ちなみにユイも後ろで座り込んでるから、たぶん限界だろう。それに、俺にかかっていたエンリルの能力も効果が失ったみたいだしな。
もしも、この後に悪魔からの反撃があった場合、俺は殺されるかな。
「…………………………」
「はぁ、はぁ、はぁ、はぁ」
反撃は──
「はぁ、はぁ」
………………来なかった。
「はぁ……はぁ…………勝てた、のか?」
悪魔は、死んだのだろうか?
「──そうだな、貴様の勝ちだ」
「っ!」
生きていたのかっ!
「安心せい、もう何も出来ん」
「本当かよ? 信じられねぇな」
「私の体はもう塵になってきている。動かそうにも動かせんわ」
「そう、なのか?」
──というか、悪魔を倒したときって塵になって消えるけど、これってなんでなんだろう? 今度ユイに聞いてみよう。

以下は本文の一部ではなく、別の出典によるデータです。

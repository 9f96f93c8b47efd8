//! CLI entrypoint for NeuralCore
//!
//! This is the main binary that wires together all layers using
//! dependency injection.

mod logging;

use anyhow::{Context, Result};
use clap::Parser;
use neuralcore_application::{
    HubController, LookupProgressNotifier, RunLookupUseCase, SaveOutcome, SubmitOutcome,
};
use neuralcore_domain::{Completion, OutputFormat, Rejection, ToolRegistry, VisualMode};
use neuralcore_infrastructure::{
    ConfigLoader, FileConfig, GeminiConfig, GeminiGateway, LocalImageSource,
    RazorpayBranchRegistry,
};
use neuralcore_presentation::{
    Cli, Command, HubRepl, OutputConfig, OutputFormatter, ReplConfig, formatter_for, progress_for,
};
use std::io::IsTerminal;
use std::path::PathBuf;
use std::process::ExitCode;
use std::sync::Arc;
use tracing::{info, warn};

#[tokio::main]
async fn main() -> Result<ExitCode> {
    let cli = Cli::parse();

    // Held until exit so the file writer flushes
    let _log_guard = logging::init(cli.verbose, cli.log_dir.as_deref())?;

    if cli.show_config {
        ConfigLoader::print_config_sources(cli.config.as_deref());
        return Ok(ExitCode::SUCCESS);
    }

    // === Configuration ===
    let config = if cli.no_config {
        ConfigLoader::load_defaults()
    } else {
        ConfigLoader::load(cli.config.as_deref()).context("failed to load configuration")?
    };
    config.validate().context("invalid configuration")?;

    let output = OutputConfig {
        format: cli
            .output
            .map(OutputFormat::from)
            .or(config.output.format)
            .unwrap_or_default(),
        color: config.output.color,
    };
    if !output.color {
        colored::control::set_override(false);
    }
    let formatter = formatter_for(output.format);

    info!("Starting NeuralCore");

    if let Some(Command::Catalog) = cli.command {
        println!("{}", formatter.catalog());
        return Ok(ExitCode::SUCCESS);
    }

    // === Dependency Injection ===
    let controller = build_controller(&config);

    match cli.command {
        None => {
            let repl_config = ReplConfig {
                show_progress: config.repl.show_progress && !cli.quiet,
                history_file: config.repl.history_file.as_ref().map(PathBuf::from),
                save_path: config.repl.save_path.as_ref().map(PathBuf::from),
            };
            let mut repl = HubRepl::new(controller, formatter)
                .with_progress(repl_config.show_progress)
                .with_history(repl_config.history_path())
                .with_save_path(repl_config.save_path());
            repl.run().await?;
            Ok(ExitCode::SUCCESS)
        }
        Some(command) => {
            let progress = progress_for(cli.quiet, std::io::stderr().is_terminal());
            run_once(controller, command, formatter.as_ref(), progress.as_ref()).await
        }
    }
}

fn build_controller(config: &FileConfig) -> HubController {
    // The key is read once here and handed to the adapter
    let api_key = config
        .gemini
        .resolve_api_key(|name| std::env::var(name).ok());
    if api_key.is_none() {
        warn!(
            "No API key found in config or {:?}; only the IFSC tool will work",
            config.gemini.api_key_env
        );
    }

    let completion = Arc::new(GeminiGateway::new(GeminiConfig::from_file(
        &config.gemini,
        api_key,
    )));
    let registry = Arc::new(RazorpayBranchRegistry::new(
        config.registry.base_url.clone(),
    ));
    let images = Arc::new(LocalImageSource::new());

    HubController::new(RunLookupUseCase::new(completion, registry), images)
}

/// Run a single submission and print its card.
async fn run_once(
    mut controller: HubController,
    command: Command,
    formatter: &dyn OutputFormatter,
    progress: &dyn LookupProgressNotifier,
) -> Result<ExitCode> {
    let Some(tool) = command.tool() else {
        println!("{}", formatter.catalog());
        return Ok(ExitCode::SUCCESS);
    };
    controller.select(tool);

    let mut save_to = None;
    match command {
        Command::Gst { gstin: query }
        | Command::Ifsc { code: query }
        | Command::Profile { handle: query }
        | Command::Trends { topic: query } => controller.edit(query)?,
        Command::Vision { path, mode, save } => {
            controller.set_visual_mode(VisualMode::from(mode))?;
            if let Err(e) = controller.attach_image(&path) {
                println!("{}", formatter.failure(tool, &e.to_string()));
                return Ok(ExitCode::FAILURE);
            }
            save_to = save;
        }
        Command::Catalog => {}
    }

    let outcome = controller.submit(progress).await;
    let success = outcome.is_success();
    match outcome {
        SubmitOutcome::Completed(Completion::Stored(_)) => {
            if let Some(view) = controller.state().active_result() {
                println!("{}", formatter.record(view));
            }
        }
        SubmitOutcome::Completed(Completion::Failed { tool, message }) => {
            println!("{}", formatter.failure(tool, &message));
        }
        SubmitOutcome::Completed(Completion::Stale(_)) => {}
        SubmitOutcome::Rejected(Rejection::Invalid(e)) => {
            println!("{}", formatter.failure(tool, &e.user_message()));
        }
        SubmitOutcome::Rejected(other) => {
            println!("{}", formatter.failure(tool, &other.to_string()));
        }
    }

    if let (true, Some(path)) = (success, save_to) {
        match controller
            .save_processed_image(&path)
            .with_context(|| format!("failed to save {}", path.display()))?
        {
            SaveOutcome::Saved => eprintln!("Saved processed image to {}", path.display()),
            SaveOutcome::NothingProduced => eprintln!(
                "No processed image to save ({} returned none)",
                ToolRegistry::descriptor(tool).title
            ),
        }
    }

    Ok(if success {
        ExitCode::SUCCESS
    } else {
        ExitCode::FAILURE
    })
}
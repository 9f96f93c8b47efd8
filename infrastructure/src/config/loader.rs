//! Configuration file loader with multi-source merging

use super::file_config::FileConfig;
use figment::{
    Figment,
    providers::{Env, Format, Serialized, Toml},
};
use std::path::{Path, PathBuf};

const PROJECT_FILES: [&str; 2] = ["neuralcore.toml", ".neuralcore.toml"];
const ENV_PREFIX: &str = "NEURALCORE_";

/// Configuration loader that handles file discovery and merging
pub struct ConfigLoader;

impl ConfigLoader {
    /// Load configuration from all sources with proper priority
    ///
    /// Priority (highest to lowest):
    /// 1. `NEURALCORE_*` environment variables (`__` separates sections)
    /// 2. Explicit config path (if provided)
    /// 3. Project root: `./neuralcore.toml` or `./.neuralcore.toml`
    /// 4. Global: `$XDG_CONFIG_HOME/neuralcore/config.toml`
    /// 5. Default values
    pub fn load(config_path: Option<&Path>) -> Result<FileConfig, Box<figment::Error>> {
        let global = Self::global_config_path().filter(|p| p.exists());
        let project = Self::project_config_path();

        Self::layered(global.as_deref(), project.as_deref(), config_path)
            .merge(Env::prefixed(ENV_PREFIX).split("__"))
            .extract()
            .map_err(Box::new)
    }

    /// Load only default configuration (for --no-config)
    pub fn load_defaults() -> FileConfig {
        FileConfig::default()
    }

    /// File layers over the defaults, lowest priority first.
    fn layered(global: Option<&Path>, project: Option<&Path>, explicit: Option<&Path>) -> Figment {
        let mut figment = Figment::new().merge(Serialized::defaults(FileConfig::default()));
        for path in [global, project, explicit].into_iter().flatten() {
            figment = figment.merge(Toml::file(path));
        }
        figment
    }

    /// Get the global config file path
    ///
    /// Returns XDG_CONFIG_HOME/neuralcore/config.toml if set,
    /// otherwise the platform config directory.
    pub fn global_config_path() -> Option<PathBuf> {
        dirs::config_dir().map(|d| d.join("neuralcore").join("config.toml"))
    }

    /// Get the project-level config file path (if it exists)
    pub fn project_config_path() -> Option<PathBuf> {
        PROJECT_FILES
            .iter()
            .map(PathBuf::from)
            .find(|path| path.exists())
    }

    /// Print the config file locations being used (for debugging)
    pub fn print_config_sources(explicit: Option<&Path>) {
        println!("Configuration sources (in priority order):");
        println!("  [ENV  ] {}* (e.g. {}GEMINI__TEXT_MODEL)", ENV_PREFIX, ENV_PREFIX);

        if let Some(path) = explicit {
            let mark = if path.exists() { "FOUND" } else { "MISSING" };
            println!("  [{:<5}] Explicit: {}", mark, path.display());
        }

        if let Some(path) = Self::project_config_path() {
            println!("  [FOUND] Project: {}", path.display());
        } else {
            println!("  [     ] Project: ./neuralcore.toml or ./.neuralcore.toml");
        }

        if let Some(path) = Self::global_config_path() {
            if path.exists() {
                println!("  [FOUND] Global:  {}", path.display());
            } else {
                println!("  [     ] Global:  {}", path.display());
            }
        }

        println!("  [     ] Default: built-in defaults");
    }
}
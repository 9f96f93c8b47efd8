//! Filesystem image source
//!
//! Reads an image file into a base64 data URL (MIME type from the file
//! extension) and writes decoded data URLs back to disk.

use base64::{Engine, engine::general_purpose::STANDARD as BASE64_STANDARD};
use neuralcore_application::{ImageSourceError, ImageSourcePort};
use neuralcore_domain::DataUrl;
use std::fs;
use std::path::Path;
use tracing::debug;

/// Refuse anything larger than this before encoding.
const MAX_IMAGE_BYTES: u64 = 20 * 1024 * 1024;

/// MIME type for a supported image extension.
fn mime_for(path: &Path) -> Result<&'static str, ImageSourceError> {
    let ext = path
        .extension()
        .and_then(|e| e.to_str())
        .map(str::to_ascii_lowercase)
        .unwrap_or_default();
    match ext.as_str() {
        "png" => Ok("image/png"),
        "jpg" | "jpeg" => Ok("image/jpeg"),
        "webp" => Ok("image/webp"),
        "gif" => Ok("image/gif"),
        "heic" => Ok("image/heic"),
        "heif" => Ok("image/heif"),
        _ => Err(ImageSourceError::UnsupportedType(path.display().to_string())),
    }
}

/// [`ImageSourcePort`] over the local filesystem
#[derive(Debug, Clone, Copy, Default)]
pub struct LocalImageSource;

impl LocalImageSource {
    pub fn new() -> Self {
        Self
    }
}

impl ImageSourcePort for LocalImageSource {
    fn load(&self, path: &Path) -> Result<DataUrl, ImageSourceError> {
        let mime_type = mime_for(path)?;
        let io_err = |source| ImageSourceError::Io {
            path: path.to_path_buf(),
            source,
        };

        let size = fs::metadata(path).map_err(io_err)?.len();
        if size == 0 {
            return Err(ImageSourceError::Empty(path.to_path_buf()));
        }
        if size > MAX_IMAGE_BYTES {
            return Err(ImageSourceError::TooLarge {
                path: path.to_path_buf(),
                size,
                max: MAX_IMAGE_BYTES,
            });
        }

        let bytes = fs::read(path).map_err(io_err)?;
        debug!(path = %path.display(), bytes = bytes.len(), mime = mime_type, "Image loaded");
        Ok(DataUrl::new(mime_type, BASE64_STANDARD.encode(bytes)))
    }

    fn store(&self, image: &DataUrl, path: &Path) -> Result<(), ImageSourceError> {
        let bytes = BASE64_STANDARD
            .decode(image.payload())
            .map_err(|e| ImageSourceError::Decode(e.to_string()))?;
        fs::write(path, &bytes).map_err(|source| ImageSourceError::Io {
            path: path.to_path_buf(),
            source,
        })?;
        debug!(path = %path.display(), bytes = bytes.len(), "Image written");
        Ok(())
    }
}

「それにしても、この私が下等な人間に負けるなんてな」
「……お前さ、いままで多くの人を殺してきたんだろ」
「そうだな、数え切れないほど殺してきたな。それがどうかしたか?」
「いや、お前がそんなことせずに人と協力すれば結構うまくいったんじゃないかなって、思っただけだよ」
「ふっ、くだらない考えだな。私達悪魔が君たちみたいな下等な人間に協力などするはずないだろう」
「その下等な人間に負けたばっかりだろうが」
「それでも、だよ。それにだ、人と悪魔が協力するなど夢物語もいいところだぞ」
「そうか? そうでもないと思うけどな」
「なに?」
「だってすでに人間と悪魔、協力し合ってるやつらがいるんだぜ」
ユイとグラムがいい例だな。
「それは、おかしなことをする悪魔もいるものだ」
そうか、やっぱおかしいのか。
「それで?」
「ん?」
「その話を、死ぬ間際の私にして何がしたかったのだ?」
「……特に何も。しいて言えば、お前は俺が見てきた悪魔の中でも特殊だったからな、今言った考えにどう答えるか興味を持ったくらいだ」
「それなら…………さっき、言った通り……だ」
それだけ答えて悪魔は塵になって消えていった。
悪魔と人間は協力し合えない、か。
「………………はあ」
「お疲れ、ジン。頑張ったね」
ん? ああ、ユイか。
「おう、頑張ったぞ。それと、ユイもお疲れさん」
──終わった。
長い長い夜の戦いが、終わった。